YOUR ASSIGNMENT.
Nothing but the lines from the one containing "pub struct Caller" through the final line of the listing should appear in the answer, each exactly as written.

EXCERPTED DATA.
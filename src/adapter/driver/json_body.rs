// リクエストボディのJSONエクストラクタ
// 解析できないボディも他のエラーと同じ形式（ApiError）で400として返す

use axum::{
    extract::{rejection::JsonRejection, FromRequest, Request},
    http::StatusCode,
    Json,
};
use serde::de::DeserializeOwned;

use crate::adapter::driver::rest_api::ApiError;

/// JSONボディを取り出すエクストラクタ
///
/// 型が合わない値（数量に `1.5` や `"x"` など）や壊れたJSONは
/// `INVALID_REQUEST_BODY` の400になる。Content-Typeが無い場合のみ415のまま返す。
#[derive(Debug)]
pub struct JsonBody<T>(pub T);

fn rejection_to_api_error(rejection: JsonRejection) -> (StatusCode, Json<ApiError>) {
    let status = match &rejection {
        JsonRejection::MissingJsonContentType(_) => rejection.status(),
        _ => StatusCode::BAD_REQUEST,
    };
    tracing::debug!(error = %rejection.body_text(), "request body rejected");
    (
        status,
        Json(ApiError {
            error: rejection.body_text(),
            code: "INVALID_REQUEST_BODY".to_string(),
        }),
    )
}

#[axum::async_trait]
impl<T, S> FromRequest<S> for JsonBody<T>
where
    T: DeserializeOwned,
    S: Send + Sync,
{
    type Rejection = (StatusCode, Json<ApiError>);

    async fn from_request(req: Request, state: &S) -> Result<Self, Self::Rejection> {
        let Json(value) = Json::<T>::from_request(req, state)
            .await
            .map_err(rejection_to_api_error)?;
        Ok(JsonBody(value))
    }
}
use crate::domain::error::DomainError;
use serde::{Deserialize, Serialize};
use uuid::Uuid;

use std::fmt;

/// UUIDをラップした識別子型を定義する
macro_rules! uuid_identifier {
    ($(#[$meta:meta])* $name:ident) => {
        $(#[$meta])*
        #[derive(Debug, Clone, Copy, PartialEq, Eq, Hash, PartialOrd, Ord, Serialize, Deserialize)]
        pub struct $name(Uuid);

        impl $name {
            /// 新しい一意の識別子を生成
            pub fn new() -> Self {
                Self(Uuid::new_v4())
            }

            /// UUIDから識別子を作成
            pub fn from_uuid(uuid: Uuid) -> Self {
                Self(uuid)
            }

            /// 文字列から識別子を作成
            pub fn from_string(s: &str) -> Result<Self, uuid::Error> {
                let uuid = Uuid::parse_str(s)?;
                Ok(Self(uuid))
            }

            /// 内部のUUIDを取得
            pub fn as_uuid(&self) -> Uuid {
                self.0
            }
        }

        impl fmt::Display for $name {
            fn fmt(&self, f: &mut fmt::Formatter<'_>) -> fmt::Result {
                write!(f, "{}", self.0)
            }
        }

        impl Default for $name {
            fn default() -> Self {
                Self::new()
            }
        }
    };
}

uuid_identifier!(
    /// カテゴリの一意識別子
    CategoryId
);
uuid_identifier!(
    /// 商品の一意識別子
    ProductId
);
uuid_identifier!(
    /// 注文の一意識別子
    OrderId
);
uuid_identifier!(
    /// 注文明細の一意識別子
    OrderItemId
);
uuid_identifier!(
    /// ユーザーの一意識別子
    UserId
);

/// 在庫数と数量の上限（在庫列 `INT` の最大値）
///
/// 商品ごとに「在庫数 + 予約済み数量」がこの値を超えないように保たれるため、
/// 予約の解放で在庫数が上限を超えることはない。
pub const MAX_STOCK: u32 = i32::MAX as u32;

/// 注文数量を表す値オブジェクト
/// 常に1以上 `MAX_STOCK` 以下
#[derive(Debug, Clone, Copy, PartialEq, Eq, Hash, Serialize, Deserialize)]
pub struct Quantity(u32);

impl Quantity {
    /// 生の入力値から数量を作成
    /// 1未満、または `MAX_STOCK` を超える値は拒否する
    pub fn new(value: i64) -> Result<Self, DomainError> {
        if value < 1 || value > i64::from(MAX_STOCK) {
            return Err(DomainError::InvalidQuantity(value));
        }
        u32::try_from(value)
            .map(Self)
            .map_err(|_| DomainError::InvalidQuantity(value))
    }

    /// 数量を取得
    pub fn value(&self) -> u32 {
        self.0
    }

    /// 在庫差分として使う符号付きの値
    pub fn as_delta(&self) -> i64 {
        i64::from(self.0)
    }
}

impl fmt::Display for Quantity {
    fn fmt(&self, f: &mut fmt::Formatter<'_>) -> fmt::Result {
        write!(f, "{}", self.0)
    }
}

/// 価格を表す値オブジェクト
/// 通貨の最小単位での非負整数
#[derive(Debug, Clone, Copy, PartialEq, Eq, PartialOrd, Ord, Serialize, Deserialize)]
pub struct Price(u32);

impl Price {
    /// 生の入力値から価格を作成
    pub fn new(amount: i64) -> Result<Self, DomainError> {
        u32::try_from(amount)
            .map(Self)
            .map_err(|_| DomainError::InvalidValue(format!("価格は0以上である必要があります: {}", amount)))
    }

    /// 金額を取得
    pub fn amount(&self) -> u32 {
        self.0
    }
}

/// 呼び出し元のロール
#[derive(Debug, Clone, Copy, PartialEq, Eq, Serialize, Deserialize)]
pub enum UserRole {
    /// 管理者（スタッフ）
    Admin,
    /// 一般の顧客
    Customer,
}

impl UserRole {
    /// 文字列からUserRoleを作成
    pub fn from_string(s: &str) -> Result<Self, DomainError> {
        match s {
            "admin" => Ok(UserRole::Admin),
            "customer" => Ok(UserRole::Customer),
            _ => Err(DomainError::InvalidValue(format!("無効なロール: {}", s))),
        }
    }
}

impl fmt::Display for UserRole {
    fn fmt(&self, f: &mut fmt::Formatter<'_>) -> fmt::Result {
        let role_str = match self {
            UserRole::Admin => "admin",
            UserRole::Customer => "customer",
        };
        write!(f, "{}", role_str)
    }
}

/// 認証済みの呼び出し元
/// 上流のゲートウェイが検証した識別情報をそのまま受け取る
#[derive(Debug, Clone, Copy, PartialEq, Eq)]
pub struct Caller {
    user_id: UserId,
    role: UserRole,
}

impl Caller {
    pub fn new(user_id: UserId, role: UserRole) -> Self {
        Self { user_id, role }
    }

    /// 管理者の呼び出し元を作成
    pub fn admin(user_id: UserId) -> Self {
        Self::new(user_id, UserRole::Admin)
    }

    /// 顧客の呼び出し元を作成
    pub fn customer(user_id: UserId) -> Self {
        Self::new(user_id, UserRole::Customer)
    }

    pub fn user_id(&self) -> UserId {
        self.user_id
    }

    pub fn role(&self) -> UserRole {
        self.role
    }

    pub fn is_admin(&self) -> bool {
        self.role == UserRole::Admin
    }
}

YOUR RESPONSE.
pub struct Caller {
    user_id: UserId,
    role: UserRole,
}

impl Caller {
    pub fn new(user_id: UserId, role: UserRole) -> Self {
        Self { user_id, role }
    }

    /// 管理者の呼び出し元を作成
    pub fn admin(user_id: UserId) -> Self {
        Self::new(user_id, UserRole::Admin)
    }

    /// 顧客の呼び出し元を作成
    pub fn customer(user_id: UserId) -> Self {
        Self::new(user_id, UserRole::Customer)
    }

    pub fn user_id(&self) -> UserId {
        self.user_id
    }

    pub fn role(&self) -> UserRole {
        self.role
    }

    pub fn is_admin(&self) -> bool {
        self.role == UserRole::Admin
    }
}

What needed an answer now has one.